This question of whether the mind can take an active part in the links that get set up between ideas became important for the Romantic thinkers at the end of the 18th Century. They perceived the ruling mindset of the 18th Century as denying power or activity or spontaneity to the mind, and argued that this conception should be rejected. The mind should properly be seen as active, the source of new flows of energy, of ideas that are new, not mere configurations or reconfigurations what is given through sense. In the mind, says Herder, there are living sparks.(See Roy Pascal, The German Sturm und Drang, 1953, Manchester University Press, p.183.)

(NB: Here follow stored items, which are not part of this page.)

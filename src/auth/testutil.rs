//! Shared helpers for authentication tests.
//!
//! Two fixed RSA key pairs live in `testdata/`. Key A is the one published
//! in mock key sets; key B signs forged tokens that reuse key A's `kid`.

#![cfg(test)]

use std::sync::Arc;
use std::sync::atomic::{AtomicUsize, Ordering};
use std::time::Duration;

use chrono::Utc;
use jsonwebtoken::{Algorithm, EncodingKey, Header, encode};
use serde_json::{Map, Value, json};
use url::Url;
use wiremock::matchers::{method, path};
use wiremock::{Mock, MockServer, ResponseTemplate};

use crate::auth::error::AuthFailure;
use crate::auth::jwks::{KeySetFuture, KeySetSource, SigningKeySet};
use crate::config::AuthConfig;

pub const KID: &str = "abc";
pub const DOMAIN: &str = "tenant.example";
pub const AUDIENCE: &str = "my-api";
pub const ISSUER: &str = "https://tenant.example/";
pub const API_KEY: &str = "dev-secret-key-change-in-production";

pub const PRIVATE_KEY_A: &str = include_str!("testdata/signing_key_a.pem");
pub const PRIVATE_KEY_B: &str = include_str!("testdata/signing_key_b.pem");

pub const MODULUS_A: &str = "ttpgghbeAR4jOAf013UixGap5td65o_n8N2ek1T6hqaEmAcNjnQ8Ub2fMB4q-nJI3xOfnyfx6yRIp_8-R0XEEhQNM_B8DwAjspasFFYS6oWi4PKPUxvnVaAzGsM2Kh-crQKENjdWXlE-CSz0KngysHpZPUDqTh8Jl0SDiSNY1FtGtPlxvsirsKjI-2rCyYQTIOzY_Ht6vCQG0yXKI6aUZc7YC0RzEPknAAz7PhLPCPXao4O6hU3xBVhdSJmjaNPOKUWndyATkbfNsBcGykdJYxDFFsq5gMpsu07zFGUQ-lNQ2RAtAtHcgN8WWWdS5SXvgxZxuPrh5n5D8EAVQqhpWQ";
pub const MODULUS_B: &str = "nCf0k8Q1dQZ-VmF0UNX8VE4B9_2zyx5j6V7K6Q3OfvYuFzs59NwVWOQpoPsUfrGtibopzm9QiEVaz1uxHNYpCccDqgjtWcp4vRJKp7CPIj9OaD0S2kLUF_ZZTpzEa-ABLJKKfg25Vt6eTm94tETGFCld7cuK-84pw3osZmGYJ9kVRGEEh5bTkaxz0d0OZSF9Z-cQNm7PMTIJf8kXWKFm65Zt3Pg5Ue-MtmXdUH30TlXOY9Pg9cIwC8Gv4ZOZbY8c925P7kfEH9kS8JAHITOIRujB0e7_QBPaPgWDJXVP9iKXI6I_eih4gllvcpnCluifrO8ZA0SRpzPjFCQO9cwhew";
pub const EXPONENT: &str = "AQAB";

/// JWKS entry for an RSA key.
pub fn jwk(kid: &str, modulus: &str) -> Value {
    json!({
        "kid": kid,
        "kty": "RSA",
        "use": "sig",
        "n": modulus,
        "e": EXPONENT
    })
}

/// Claims of a token that passes every check: expires in one hour.
pub fn valid_claims() -> Map<String, Value> {
    let now = Utc::now().timestamp();
    let claims = json!({
        "sub": "auth0|user-1",
        "aud": AUDIENCE,
        "iss": ISSUER,
        "iat": now,
        "exp": now + 3600,
        "scope": "read:logs write:alerts"
    });
    match claims {
        Value::Object(map) => map,
        _ => unreachable!(),
    }
}

/// `valid_claims()` with `key` replaced.
pub fn claims_with(key: &str, value: Value) -> Map<String, Value> {
    let mut claims = valid_claims();
    claims.insert(key.to_string(), value);
    claims
}

/// Sign `claims` with an RSA private key under RS256.
pub fn sign(claims: &Map<String, Value>, kid: Option<&str>, private_key_pem: &str) -> String {
    sign_with(claims, kid, private_key_pem, Algorithm::RS256)
}

pub fn sign_with(
    claims: &Map<String, Value>,
    kid: Option<&str>,
    private_key_pem: &str,
    alg: Algorithm,
) -> String {
    let mut header = Header::new(alg);
    header.kid = kid.map(str::to_string);
    let key = EncodingKey::from_rsa_pem(private_key_pem.as_bytes()).unwrap();
    encode(&header, claims, &key).unwrap()
}

/// Mock identity provider publishing `keys` at the well-known path.
pub async fn jwks_server(keys: Vec<Value>) -> MockServer {
    let server = MockServer::start().await;
    Mock::given(method("GET"))
        .and(path("/.well-known/jwks.json"))
        .respond_with(ResponseTemplate::new(200).set_body_json(json!({ "keys": keys })))
        .mount(&server)
        .await;
    server
}

pub fn jwks_url(server: &MockServer) -> Url {
    Url::parse(&format!("{}/.well-known/jwks.json", server.uri())).unwrap()
}

/// Config for `tenant.example` / `my-api` whose keys come from `server`.
pub fn config_for(server: &MockServer) -> AuthConfig {
    AuthConfig::new(DOMAIN, AUDIENCE)
        .with_api_key(API_KEY)
        .with_jwks_url(jwks_url(server).to_string())
}

/// In-memory key set.
pub struct StaticKeySet(Arc<SigningKeySet>);

impl StaticKeySet {
    pub fn new(keys: Vec<Value>) -> Self {
        let set: SigningKeySet = serde_json::from_value(json!({ "keys": keys })).unwrap();
        Self(Arc::new(set))
    }

    pub fn single(kid: &str, modulus: &str) -> Self {
        Self::new(vec![jwk(kid, modulus)])
    }
}

impl KeySetSource for StaticKeySet {
    fn key_set(&self) -> KeySetFuture<'_> {
        let keys = self.0.clone();
        Box::pin(async move { Ok(keys) })
    }
}

/// Key-set source that always fails to fetch.
pub struct FailingKeySet;

impl KeySetSource for FailingKeySet {
    fn key_set(&self) -> KeySetFuture<'_> {
        Box::pin(async { Err(AuthFailure::KeyFetchError("connection refused".to_string())) })
    }
}

/// Counts how often the wrapped source is asked, optionally slowly.
pub struct CountingKeySet<S> {
    inner: S,
    calls: AtomicUsize,
    delay: Duration,
}

impl<S: KeySetSource> CountingKeySet<S> {
    pub fn new(inner: S) -> Self {
        Self {
            inner,
            calls: AtomicUsize::new(0),
            delay: Duration::ZERO,
        }
    }

    pub fn with_delay(mut self, delay: Duration) -> Self {
        self.delay = delay;
        self
    }

    pub fn calls(&self) -> usize {
        self.calls.load(Ordering::SeqCst)
    }
}

impl<S: KeySetSource> KeySetSource for CountingKeySet<S> {
    fn key_set(&self) -> KeySetFuture<'_> {
        Box::pin(async move {
            self.calls.fetch_add(1, Ordering::SeqCst);
            if !self.delay.is_zero() {
                tokio::time::sleep(self.delay).await;
            }
            self.inner.key_set().await
        })
    }
}
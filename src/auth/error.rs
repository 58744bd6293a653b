//! Authentication failure taxonomy.
//!
//! Every rejection the gate produces is one of these variants. They all
//! render the same way over HTTP (401 with a `WWW-Authenticate: Bearer`
//! challenge); only the detail text differs.

use axum::{
    Json,
    http::{HeaderValue, StatusCode, header},
    response::{IntoResponse, Response},
};
use serde::Serialize;
use thiserror::Error;

/// Why a request could not be authenticated.
#[derive(Debug, Clone, PartialEq, Eq, Error)]
pub enum AuthFailure {
    /// Neither a bearer token nor an API key header was found.
    #[error("Missing authentication credentials: {0}")]
    NoCredentialPresented(String),

    /// The bearer value is not a well-formed signed token.
    #[error("Unable to parse authentication token: {0}")]
    MalformedToken(String),

    /// The key-set endpoint was unreachable or returned unusable content.
    #[error("Unable to fetch signing keys: {0}")]
    KeyFetchError(String),

    /// The token's key identifier is not in the fetched key set.
    #[error("Unable to find appropriate key: {0}")]
    KeyNotFound(String),

    #[error("Invalid token signature: {0}")]
    InvalidSignature(String),

    #[error("Token is expired: {0}")]
    Expired(String),

    /// Audience or issuer does not match the configuration.
    #[error("Incorrect claims, check audience and issuer: {0}")]
    ClaimsMismatch(String),

    #[error("Invalid API key: {0}")]
    InvalidApiKey(String),
}

impl AuthFailure {
    /// Stable tag for logs and metrics.
    pub fn kind(&self) -> &'static str {
        match self {
            Self::NoCredentialPresented(_) => "no_credential_presented",
            Self::MalformedToken(_) => "malformed_token",
            Self::KeyFetchError(_) => "key_fetch_error",
            Self::KeyNotFound(_) => "key_not_found",
            Self::InvalidSignature(_) => "invalid_signature",
            Self::Expired(_) => "expired",
            Self::ClaimsMismatch(_) => "claims_mismatch",
            Self::InvalidApiKey(_) => "invalid_api_key",
        }
    }
}

#[derive(Serialize)]
struct ErrorBody {
    detail: String,
}

impl IntoResponse for AuthFailure {
    fn into_response(self) -> Response {
        let body = ErrorBody {
            detail: self.to_string(),
        };
        let mut response = (StatusCode::UNAUTHORIZED, Json(body)).into_response();
        response
            .headers_mut()
            .insert(header::WWW_AUTHENTICATE, HeaderValue::from_static("Bearer"));
        response
    }
}
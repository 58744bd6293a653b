use std::path::PathBuf;

use anyhow::{Result, bail};
use clap::{Args, Parser, Subcommand};
use tracing::{Level, info, warn};
use tracing_subscriber::EnvFilter;
use telemetry_gateway::config::parse_algorithms;
use telemetry_gateway::{AuthConfig, AuthGate, Credential, create_app};

#[derive(Parser)]
#[command(name = "telemetry-gateway")]
#[command(about = "Telemetry intake for the compliance browser extension")]
struct Cli {
    #[command(subcommand)]
    command: Commands,
}

#[derive(Subcommand)]
enum Commands {
    /// Start the HTTP server
    Serve {
        /// Bind address, e.g. 0.0.0.0:8000
        #[arg(long, default_value = "0.0.0.0:8000")]
        bind: String,
        #[command(flatten)]
        auth: AuthArgs,
    },
    /// Authenticate one credential and print the resulting principal
    Verify {
        #[command(flatten)]
        auth: AuthArgs,
        /// Bearer token to verify (takes precedence over --key)
        #[arg(long)]
        token: Option<String>,
        /// API key to check
        #[arg(long)]
        key: Option<String>,
    },
}

/// Authentication settings shared by every subcommand.
///
/// Flags and their environment variables override values from `--config`.
#[derive(Args)]
struct AuthArgs {
    /// JSON config file
    #[arg(long, env = "GATEWAY_CONFIG")]
    config: Option<PathBuf>,
    /// Identity provider domain, e.g. tenant.example
    #[arg(long, env = "AUTH_DOMAIN")]
    domain: Option<String>,
    /// Audience tokens must be issued for
    #[arg(long, env = "AUTH_AUDIENCE")]
    audience: Option<String>,
    /// Comma-separated signature algorithm allow-list (default RS256)
    #[arg(long, env = "AUTH_ALGORITHMS")]
    algorithms: Option<String>,
    /// Static API key accepted in X-API-Key
    #[arg(long, env = "API_KEY_SECRET", hide_env_values = true)]
    api_key: Option<String>,
    /// Override for the key-set URL
    #[arg(long, env = "AUTH_JWKS_URL")]
    jwks_url: Option<String>,
    /// Timeout for one key-set fetch
    #[arg(long, env = "AUTH_JWKS_TIMEOUT_SECONDS")]
    jwks_timeout_seconds: Option<u64>,
    /// Cache fetched key sets for this long (0 disables the cache)
    #[arg(long, env = "AUTH_JWKS_CACHE_SECONDS")]
    jwks_cache_seconds: Option<u64>,
}

impl AuthArgs {
    /// Build and validate the immutable auth config.
    fn into_config(self) -> Result<AuthConfig> {
        let mut config = match (&self.config, &self.domain, &self.audience) {
            (Some(path), _, _) => {
                info!("Loading auth config from {}", path.display());
                AuthConfig::from_file(path)?
            }
            (None, Some(domain), Some(audience)) => {
                AuthConfig::new(domain.as_str(), audience.as_str())
            }
            (None, _, _) => bail!("either --config or both --domain and --audience are required"),
        };

        if let Some(domain) = self.domain {
            config.issuer_domain = domain.into();
        }
        if let Some(audience) = self.audience {
            config.audience = audience;
        }
        if let Some(algorithms) = self.algorithms {
            config.algorithms = parse_algorithms(&algorithms)?;
        }
        if let Some(key) = self.api_key {
            config.api_key = Some(key);
        }
        if let Some(url) = self.jwks_url {
            config.jwks_url = Some(url);
        }
        if let Some(timeout) = self.jwks_timeout_seconds {
            config.jwks_timeout_seconds = timeout;
        }
        if let Some(ttl) = self.jwks_cache_seconds {
            config.jwks_cache_seconds = ttl;
        }

        config.validate()?;

        if config.api_key.is_none() {
            warn!("No API key configured - X-API-Key requests will be rejected");
        }
        if config.jwks_cache_ttl().is_none() {
            info!("Key-set cache disabled; signing keys are fetched per token");
        }

        Ok(config)
    }
}

#[tokio::main]
async fn main() -> Result<()> {
    tracing_subscriber::fmt()
        .with_env_filter(
            EnvFilter::from_default_env().add_directive("telemetry_gateway=info".parse()?),
        )
        .with_max_level(Level::INFO)
        .init();

    let cli = Cli::parse();

    match cli.command {
        Commands::Serve { bind, auth } => {
            let config = auth.into_config()?;
            info!(
                "Authenticating tokens from {} for audience {}",
                config.issuer(),
                config.audience
            );

            let app = create_app(&config)?;
            let listener = tokio::net::TcpListener::bind(&bind).await?;
            info!("Telemetry gateway listening on http://{}", bind);

            axum::serve(listener, app)
                .with_graceful_shutdown(shutdown_signal())
                .await?;
            info!("Telemetry gateway stopped");
        }
        Commands::Verify { auth, token, key } => {
            let config = auth.into_config()?;
            let gate = AuthGate::new(&config)?;

            let credential = match (token, key) {
                (Some(token), _) => Some(Credential::BearerToken(token)),
                (None, Some(key)) => Some(Credential::ApiKey(key)),
                (None, None) => None,
            };

            match gate.authenticate_credential(credential).await {
                Ok(principal) => println!("{}", serde_json::to_string_pretty(&principal)?),
                Err(failure) => bail!("rejected ({}): {}", failure.kind(), failure),
            }
        }
    }

    Ok(())
}

async fn shutdown_signal() {
    if let Err(e) = tokio::signal::ctrl_c().await {
        warn!("Failed to listen for shutdown signal: {}", e);
        std::future::pending::<()>().await;
    }
    info!("Shutdown signal received");
}
//! Bearer token verification against the identity provider's key set.

use std::sync::Arc;

use chrono::Utc;
use jsonwebtoken::errors::{Error as JwtError, ErrorKind};
use jsonwebtoken::{Algorithm, Validation, decode, decode_header};
use serde_json::{Map, Value};
use tracing::debug;

use crate::auth::error::AuthFailure;
use crate::auth::jwks::KeySetSource;
use crate::auth::principal::Principal;
use crate::config::AuthConfig;

/// Verifies signed tokens: signature, expiry, audience, issuer.
pub struct TokenVerifier {
    keys: Arc<dyn KeySetSource>,
    validation: Validation,
}

impl TokenVerifier {
    /// Build a verifier for `config` that takes signing keys from `keys`.
    ///
    /// The algorithm allow-list comes from the config only; a token's own
    /// `alg` header must be on it.
    pub fn new(config: &AuthConfig, keys: Arc<dyn KeySetSource>) -> Self {
        let first = config.algorithms.first().copied().unwrap_or(Algorithm::RS256);
        let mut validation = Validation::new(first);
        validation.algorithms = config.algorithms.clone();
        validation.leeway = 0;
        validation.validate_exp = true;
        validation.validate_nbf = true;
        validation.set_audience(&[config.audience.as_str()]);
        validation.set_issuer(&[config.issuer()]);
        validation.set_required_spec_claims(&["exp", "aud", "iss"]);

        Self { keys, validation }
    }

    /// Verify `token` and return its claims as the principal.
    pub async fn verify(&self, token: &str) -> Result<Principal, AuthFailure> {
        let key_set = self.keys.key_set().await?;

        let header = decode_header(token)
            .map_err(|e| AuthFailure::MalformedToken(format!("invalid token header: {}", e)))?;
        let kid = header.kid.ok_or_else(|| {
            AuthFailure::MalformedToken("token header has no key id".to_string())
        })?;

        let signing_key = key_set.find(&kid).ok_or_else(|| {
            AuthFailure::KeyNotFound(format!("no published key with kid `{}`", kid))
        })?;
        let decoding_key = signing_key.decoding_key()?;

        let data = decode::<Map<String, Value>>(token, &decoding_key, &self.validation)
            .map_err(classify)?;
        let claims = data.claims;

        // Strictly in the future: a token expiring this very second is done.
        let now = Utc::now().timestamp();
        match claims.get("exp").and_then(Value::as_f64) {
            Some(exp) if exp > now as f64 => {}
            Some(exp) => {
                return Err(AuthFailure::Expired(format!(
                    "expired at {}, now {}",
                    exp, now
                )));
            }
            None => {
                return Err(AuthFailure::ClaimsMismatch(
                    "exp claim is not a number".to_string(),
                ));
            }
        }

        debug!(kid = %kid, "Token verified");
        Ok(Principal::from_claims(claims))
    }
}

/// Map a jsonwebtoken failure onto the gate's taxonomy.
fn classify(err: JwtError) -> AuthFailure {
    match err.kind() {
        ErrorKind::ExpiredSignature => AuthFailure::Expired("exp is in the past".to_string()),
        ErrorKind::InvalidAudience => {
            AuthFailure::ClaimsMismatch("audience does not match".to_string())
        }
        ErrorKind::InvalidIssuer => AuthFailure::ClaimsMismatch("issuer does not match".to_string()),
        ErrorKind::MissingRequiredClaim(claim) => {
            AuthFailure::ClaimsMismatch(format!("missing required claim `{}`", claim))
        }
        ErrorKind::InvalidClaimFormat(claim) => {
            AuthFailure::ClaimsMismatch(format!("claim `{}` has the wrong type", claim))
        }
        ErrorKind::ImmatureSignature => {
            AuthFailure::ClaimsMismatch("token is not valid yet".to_string())
        }
        ErrorKind::InvalidSignature => {
            AuthFailure::InvalidSignature("signature does not verify".to_string())
        }
        ErrorKind::InvalidAlgorithm => {
            AuthFailure::InvalidSignature("token algorithm is not allowed".to_string())
        }
        ErrorKind::InvalidRsaKey(_) | ErrorKind::InvalidKeyFormat => {
            AuthFailure::KeyFetchError(format!("published key is unusable: {}", err))
        }
        _ => AuthFailure::MalformedToken(err.to_string()),
    }
}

One of the great Romantic champions of the mind as a creative agent was Samuel Coleridge, whose thinking was expressed in his proposed reform of the concept of the imagination. Imagination should be distinguished from fancy, he urged, where the fancy refers to the minds involvement in watching ideas move about as they will: the sort of state characteristic of daydreaming. The mind in states such as these is indeed idle, passive, a spectator. But it is capable of other things, says Coleridge. The human mind is a creative force, it can fashion new things, melt ideas into new amalgams as well as into new constructions: and it is the poet who is most adept at creativity of that sort.
This is one the ideas that constitutes the radical emphasis in Romantic thought on the role of the poet in human life. The poet it is who practises most expertly the power of creativity which is most distinctive, most invaluable, of human faculties.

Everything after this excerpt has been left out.